Debora: I have to confess that my original reasons for not liking football did not include the violence on the field. I figured that if guys wanted to play, that was their choice. It’s notable, though, the line of thinking you bring to this concept of individual choice as it pertains to football. Would you explain a little of this?
Steve: It’s not about the players choosing to play. It’s about us fans—who incur none of the risk—choosing to watch a game so dangerous that the players get brain damage. On some level, it’s that simple. What gives us the right? And by assuming that right, what have we given up, in terms of our capacity for mercy.
Debora: My guess is that it’s not easy to take on the NFL or Boston College or other matters in such direct and honest ways. Tell us about your book, Letters From People Who Hate Me.
Steve: It’s just a bunch of hate mail I’ve gotten and my responses. I find hate mail very moving. It’s violent and crazy, but it’s also deeply confessional. My correspondents are telling me the truth – about how they see the world. It’s not this airbrushed Fox News version of the right-wing id. It’s the real monster.

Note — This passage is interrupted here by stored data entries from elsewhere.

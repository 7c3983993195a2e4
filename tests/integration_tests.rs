use std::sync::{Arc, Mutex};

use async_trait::async_trait;
use nearby_departures::client::{ClientOptions, FeedClient};
use nearby_departures::departures::DepartureAggregator;
use nearby_departures::error::{Error, FeedError};
use nearby_departures::fanout::JoinPolicy;
use nearby_departures::fetch::FeedTransport;
use nearby_departures::loader::{AgencyFilter, ReferenceLoader};
use nearby_departures::model::{Position, Prediction, Stop};
use nearby_departures::parser::{NodeTree, parse_document};
use nearby_departures::store::spatial::haversine_distance;
use nearby_departures::store::{GeoStore, MemoryGeoStore};
use reqwest::Url;

const AGENCY_LIST: &str = include_str!("fixtures/agencyList.xml");
const ROUTE_LIST: &str = include_str!("fixtures/routeList.xml");
const ROUTE_CONFIG_F: &str = include_str!("fixtures/routeConfig_F.xml");
const ROUTE_CONFIG_J: &str = include_str!("fixtures/routeConfig_J.xml");
const ROUTE_CONFIG_N: &str = include_str!("fixtures/routeConfig_N.xml");
const PREDICTIONS: &str = include_str!("fixtures/predictions.xml");

const FERRY_BUILDING: &str = "The Embarcadero & Ferry Building";
const EMBARCADERO: &str = "Embarcadero Station";

/// Serves the recorded SF Muni documents and keeps every requested URL.
#[derive(Default)]
struct FixtureTransport {
    urls: CallLog,
    /// Requests for this agency fail with a 503.
    failing_agency: Option<String>,
    /// Answer predictions with one entry per requested stop instead of the
    /// recorded document.
    echo_predictions: bool,
}

type CallLog = Arc<Mutex<Vec<Url>>>;

fn calls(log: &CallLog, command: &str) -> usize {
    log.lock()
        .unwrap()
        .iter()
        .filter(|u| param(u, "command").as_deref() == Some(command))
        .count()
}

fn param(url: &Url, key: &str) -> Option<String> {
    url.query_pairs()
        .find(|(k, _)| k == key)
        .map(|(_, v)| v.into_owned())
}

#[async_trait]
impl FeedTransport for FixtureTransport {
    async fn fetch(&self, url: &Url) -> Result<NodeTree, FeedError> {
        self.urls.lock().unwrap().push(url.clone());

        let agency = param(url, "a");
        if agency.is_some() && agency == self.failing_agency {
            return Err(FeedError::Status {
                url: url.to_string(),
                status: 503,
            });
        }

        let command = param(url, "command").unwrap_or_default();
        let document = match (command.as_str(), param(url, "r").as_deref()) {
            ("agencyList", _) => AGENCY_LIST.to_string(),
            ("routeList", _) if agency.as_deref() == Some("sf-muni") => ROUTE_LIST.to_string(),
            ("routeConfig", Some("F")) => ROUTE_CONFIG_F.to_string(),
            ("routeConfig", Some("J")) => ROUTE_CONFIG_J.to_string(),
            ("routeConfig", Some("N")) => ROUTE_CONFIG_N.to_string(),
            ("predictionsForMultiStops", _) if self.echo_predictions => echo_predictions(url),
            ("predictionsForMultiStops", _) => PREDICTIONS.to_string(),
            _ => {
                return Err(FeedError::Status {
                    url: url.to_string(),
                    status: 404,
                });
            }
        };
        parse_document(document.as_bytes())
    }
}

fn echo_predictions(url: &Url) -> String {
    let agency = param(url, "a").unwrap_or_default();
    let mut xml = String::from("<body>");
    for (key, value) in url.query_pairs() {
        if key == "stops" {
            let (route, tag) = value.split_once('|').unwrap();
            xml.push_str(&format!(
                r#"<predictions routeTag="{route}" routeTitle="{agency} {route}" stopTitle="{agency} {tag}"><direction title="Inbound"><prediction seconds="120"/></direction></predictions>"#
            ));
        }
    }
    xml.push_str("</body>");
    xml
}

/// Always answers with the same document.
struct StaticTransport(&'static str);

#[async_trait]
impl FeedTransport for StaticTransport {
    async fn fetch(&self, _url: &Url) -> Result<NodeTree, FeedError> {
        parse_document(self.0.as_bytes())
    }
}

fn client<T: FeedTransport + 'static>(transport: T, join_policy: JoinPolicy) -> FeedClient<T> {
    let options = ClientOptions {
        join_policy,
        ..ClientOptions::default()
    };
    FeedClient::new(transport, options).unwrap()
}

fn stop(agency: &str, tag: usize) -> Stop {
    Stop {
        tag: tag.to_string(),
        agency_tag: agency.to_string(),
        route_tag: "1".to_string(),
        title: format!("{agency} {tag}"),
        position: Position::new(37.80, -122.27),
    }
}

fn sorted(mut predictions: Vec<Prediction>) -> Vec<Prediction> {
    predictions.sort_by(|a, b| (&a.stop_title, &a.route_tag).cmp(&(&b.stop_title, &b.route_tag)));
    predictions
}

async fn loaded() -> (FeedClient<FixtureTransport>, Arc<MemoryGeoStore>) {
    let client = client(FixtureTransport::default(), JoinPolicy::FailFast);
    let store = Arc::new(MemoryGeoStore::new());
    let loader = ReferenceLoader::new(
        client.clone(),
        Arc::clone(&store),
        AgencyFilter::new(["sf-muni"]),
    );
    loader.ensure_loaded(false).await.unwrap();
    (client, store)
}

#[tokio::test]
async fn test_full_pipeline() {
    let (client, store) = loaded().await;
    let aggregator = DepartureAggregator::new(client, store);

    let info = aggregator
        .get_nearby_departure_info(37.80296, -122.40103, 1200.0, 10)
        .await
        .unwrap();

    let titles: Vec<&str> = info.stops.iter().map(|s| s.title.as_str()).collect();
    assert_eq!(titles, vec![FERRY_BUILDING, EMBARCADERO, EMBARCADERO]);

    // J has no departures and Castro Station is not nearby.
    let predictions = sorted(info.predictions);
    let keys: Vec<(&str, &str)> = predictions
        .iter()
        .map(|p| (p.stop_title.as_str(), p.route_tag.as_str()))
        .collect();
    assert_eq!(keys, vec![(EMBARCADERO, "N"), (FERRY_BUILDING, "F")]);
    assert_eq!(predictions[0].directions.len(), 2);
    assert_eq!(predictions[0].directions[1].seconds, vec![324, 924]);
    assert_eq!(predictions[1].route_title, "F-Market & Wharves");
}

#[tokio::test]
async fn test_load_reports_and_filters_agencies() {
    let transport = FixtureTransport::default();
    let client = client(transport, JoinPolicy::FailFast);
    let store = Arc::new(MemoryGeoStore::new());
    let loader = ReferenceLoader::new(
        client,
        Arc::clone(&store),
        AgencyFilter::new(["sf-muni"]),
    );

    let summary = loader.reload().await.unwrap();
    assert_eq!((summary.agencies, summary.routes, summary.stops), (1, 3, 8));

    let agencies = store.agencies().unwrap();
    assert_eq!(agencies.len(), 1);
    assert_eq!(agencies[0].tag, "sf-muni");
    assert_eq!(store.routes().unwrap().len(), 3);

    let stops = store.stops().unwrap();
    assert!(stops.iter().any(|s| s.id() == "sf-muni|J|7145"));
    assert!(stops.iter().any(|s| s.id() == "sf-muni|N|7145"));
}

#[tokio::test]
async fn test_unfiltered_load_fails_on_agency_without_routes() {
    let client = client(FixtureTransport::default(), JoinPolicy::FailFast);
    let store = Arc::new(MemoryGeoStore::new());
    let loader = ReferenceLoader::new(client, Arc::clone(&store), AgencyFilter::all());

    let err = loader.ensure_loaded(false).await.unwrap_err();
    assert!(matches!(err, Error::Feed(FeedError::Status { status: 404, .. })));
    assert!(store.is_empty().await.unwrap());
}

#[tokio::test]
async fn test_failed_reload_keeps_previous_dataset_under_partial_success() {
    let store = Arc::new(MemoryGeoStore::new());
    let muni = ReferenceLoader::new(
        client(FixtureTransport::default(), JoinPolicy::PartialSuccess),
        Arc::clone(&store),
        AgencyFilter::new(["sf-muni"]),
    );
    muni.reload().await.unwrap();
    let before = store.stops().unwrap();

    // actransit has no route list, so its routes fetch fails.
    let everything = ReferenceLoader::new(
        client(FixtureTransport::default(), JoinPolicy::PartialSuccess),
        Arc::clone(&store),
        AgencyFilter::all(),
    );
    let err = everything.reload().await.unwrap_err();
    assert!(matches!(err, Error::Feed(FeedError::Status { status: 404, .. })));

    assert_eq!(store.stops().unwrap(), before);
    assert_eq!(store.agencies().unwrap().len(), 1);
}

#[tokio::test]
async fn test_radius_boundary() {
    let (client, store) = loaded().await;
    let query = Position::new(37.80296, -122.40103);
    let ferry = Position::new(37.7955, -122.3937);
    let distance = haversine_distance(query, ferry);
    assert!(distance > 1000.0 && distance < 1100.0, "{distance}");

    let aggregator = DepartureAggregator::new(client, store);

    let inside = aggregator
        .get_nearby_departure_info(query.latitude, query.longitude, 1100.0, 10)
        .await
        .unwrap();
    let titles: Vec<&str> = inside.stops.iter().map(|s| s.title.as_str()).collect();
    assert_eq!(titles, vec![FERRY_BUILDING]);

    let outside = aggregator
        .get_nearby_departure_info(query.latitude, query.longitude, 1000.0, 10)
        .await
        .unwrap();
    assert!(outside.stops.is_empty());
    assert!(outside.predictions.is_empty());
}

#[tokio::test]
async fn test_no_nearby_stops_skips_predictions() {
    let log = CallLog::default();
    let transport = FixtureTransport {
        urls: Arc::clone(&log),
        ..FixtureTransport::default()
    };
    let client = client(transport, JoinPolicy::FailFast);
    let store = Arc::new(MemoryGeoStore::new());
    let loader = ReferenceLoader::new(
        client.clone(),
        Arc::clone(&store),
        AgencyFilter::new(["sf-muni"]),
    );
    loader.ensure_loaded(false).await.unwrap();
    assert_eq!(calls(&log, "routeConfig"), 3);

    let aggregator = DepartureAggregator::new(client, store);

    let info = aggregator
        .get_nearby_departure_info(0.0, 0.0, 1000.0, 10)
        .await
        .unwrap();
    assert!(info.stops.is_empty());
    assert!(info.predictions.is_empty());

    let info = aggregator
        .get_nearby_departure_info(37.80296, -122.40103, 1200.0, 0)
        .await
        .unwrap();
    assert!(info.stops.is_empty());
    assert_eq!(calls(&log, "predictionsForMultiStops"), 0);
}

#[tokio::test]
async fn test_limit_keeps_nearest() {
    let (client, store) = loaded().await;
    let aggregator = DepartureAggregator::new(client, store);

    let info = aggregator
        .get_nearby_departure_info(37.80296, -122.40103, 5000.0, 2)
        .await
        .unwrap();
    assert_eq!(info.stops.len(), 2);
    assert_eq!(info.stops[0].title, FERRY_BUILDING);
    assert_eq!(info.stops[1].title, EMBARCADERO);
}

#[tokio::test]
async fn test_reload_is_idempotent() {
    let client = client(FixtureTransport::default(), JoinPolicy::FailFast);
    let store = Arc::new(MemoryGeoStore::new());
    let loader = ReferenceLoader::new(
        client,
        Arc::clone(&store),
        AgencyFilter::new(["sf-muni"]),
    );

    assert!(loader.ensure_loaded(false).await.unwrap().is_some());
    let first = store.stops().unwrap();

    assert!(loader.ensure_loaded(false).await.unwrap().is_none());
    assert!(loader.ensure_loaded(true).await.unwrap().is_some());

    assert_eq!(store.stops().unwrap(), first);
    assert!(store.has_index().unwrap());
}

#[tokio::test]
async fn test_fail_fast_surfaces_agency_failure() {
    let transport = FixtureTransport {
        failing_agency: Some("actransit".to_string()),
        echo_predictions: true,
        ..FixtureTransport::default()
    };
    let client = client(transport, JoinPolicy::FailFast);
    let mut stops: Vec<Stop> = (0..5).map(|n| stop("sf-muni", n)).collect();
    stops.extend((0..5).map(|n| stop("actransit", n)));

    let err = client.get_predictions(&stops).await.unwrap_err();
    assert!(err.is_transport());
}

#[tokio::test]
async fn test_partial_success_keeps_healthy_agency() {
    let transport = FixtureTransport {
        failing_agency: Some("actransit".to_string()),
        echo_predictions: true,
        ..FixtureTransport::default()
    };
    let client = client(transport, JoinPolicy::PartialSuccess);
    let mut stops: Vec<Stop> = (0..5).map(|n| stop("sf-muni", n)).collect();
    stops.extend((0..5).map(|n| stop("actransit", n)));

    let predictions = client.get_predictions(&stops).await.unwrap();
    assert_eq!(predictions.len(), 5);
    assert!(predictions.iter().all(|p| p.stop_title.starts_with("sf-muni ")));
}

#[tokio::test]
async fn test_chunked_predictions_match_per_chunk_calls() {
    let transport = FixtureTransport {
        echo_predictions: true,
        ..FixtureTransport::default()
    };
    let client = client(transport, JoinPolicy::FailFast);
    let stops: Vec<Stop> = (0..301).map(|n| stop("sf-muni", n)).collect();

    let all = client.get_predictions(&stops).await.unwrap();

    let mut per_chunk = Vec::new();
    for chunk in stops.chunks(150) {
        per_chunk.extend(client.get_predictions(chunk).await.unwrap());
    }

    assert_eq!(all.len(), 301);
    assert_eq!(sorted(all), sorted(per_chunk));
}

#[tokio::test]
async fn test_predictions_request_one_call_per_chunk() {
    let log = CallLog::default();
    let transport = FixtureTransport {
        urls: Arc::clone(&log),
        echo_predictions: true,
        ..FixtureTransport::default()
    };
    let client = client(transport, JoinPolicy::FailFast);
    let store = Arc::new(MemoryGeoStore::new());
    let stops: Vec<Stop> = (0..301).map(|n| stop("sf-muni", n)).collect();
    store.load_all(&[], &[], &stops).await.unwrap();

    let aggregator = DepartureAggregator::new(client, store);
    let info = aggregator
        .get_nearby_departure_info(37.80, -122.27, 10.0, 500)
        .await
        .unwrap();

    assert_eq!(info.stops.len(), 301);
    assert_eq!(info.predictions.len(), 301);
    assert_eq!(calls(&log, "predictionsForMultiStops"), 3);
}

#[tokio::test]
async fn test_feed_error_document_is_upstream_error() {
    let transport = StaticTransport(
        r#"<body><Error shouldRetry="true">Agency server cannot accept client</Error></body>"#,
    );
    let client = client(transport, JoinPolicy::FailFast);
    let store = Arc::new(MemoryGeoStore::new());
    let loader = ReferenceLoader::new(client, store, AgencyFilter::all());

    let err = loader.ensure_loaded(false).await.unwrap_err();
    assert_eq!(
        err,
        Error::Feed(FeedError::Upstream {
            message: "Agency server cannot accept client".to_string(),
            should_retry: true,
        })
    );
}

#[tokio::test]
async fn test_missing_predictions_node_is_extraction_error() {
    let client = client(StaticTransport(r#"<body copyright="none"/>"#), JoinPolicy::FailFast);
    let store = Arc::new(MemoryGeoStore::new());
    store.load_all(&[], &[], &[stop("sf-muni", 1)]).await.unwrap();

    let aggregator = DepartureAggregator::new(client, store);
    let err = aggregator
        .get_nearby_departure_info(37.80, -122.27, 100.0, 10)
        .await
        .unwrap_err();
    match err {
        Error::Feed(FeedError::Extraction(e)) => assert_eq!(e.field, "predictions"),
        other => panic!("unexpected error: {other:?}"),
    }
}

Debora: In Against Football you show us an NFL powerhouse that hasn’t been talking straight to its players or the public regarding injury and long-term consequences. You show us a media that soft-pedals their questions and commentary related to NFL injury and its trickle-down to the college and high school game. And you show us a White House that hedges while making statements on violence levels and safety policies of youth games. Are these entities as linked as they appear in their collective avoidance? What is your view of journalism today in regard to its relationship to political figures and corporate special interests and its role in national discourse?
Steve: I’m going to defer to Bernie Sanders on this one. He says it better and quicker than I could: https://www.facebook.com/CollectiveEvolutionPage/videos/10153847183408908/?fref=nf
Debora: Who should read Against Football, and why?
Steve: Anyone who’s a fan of the game, or is the wife or husband or parent or good friend of a fan, by which I mean: everyone. Football is the most popular shared narrative in America. It means a tremendous amount to us. So it’s worth asking not just what it does for us, but what it does to us.
For more about Steve and what football does to us, visit againstfootball.org, where you can also get hooked-up with those street books and more.
Connect to the Dear Sugar podcasts here http://www.wbur.org/series/dear-sugar
Tweet Steve @stevealmondjoy
Debora Black is a writer and athlete living in Streamboat Springs, Colorado. Find her at http://www.deborablack.com/
Debora – great interview. I love football & will read Against Football – looks interesting. I agree with Stephan’s statement – Steve doesn’t mince words regarding Politics & the NFL!! I’ll also have to check out Dear Sugar. Thanks for sharing – sounds like it was a fun interview.
VERY interesting interview Debora. Steve doesn’t mince words when it comes to politics and the NFL. Definitely looking forward to reading Against Football. Like most folks that love the game, it’s hard to reconcile what many of the players are facing – playing with injuries and often times, dealing with mental challenges in later life. Great Job!
Glad you enjoyed it! Thanks for reading and joining in the conversation, Stephan.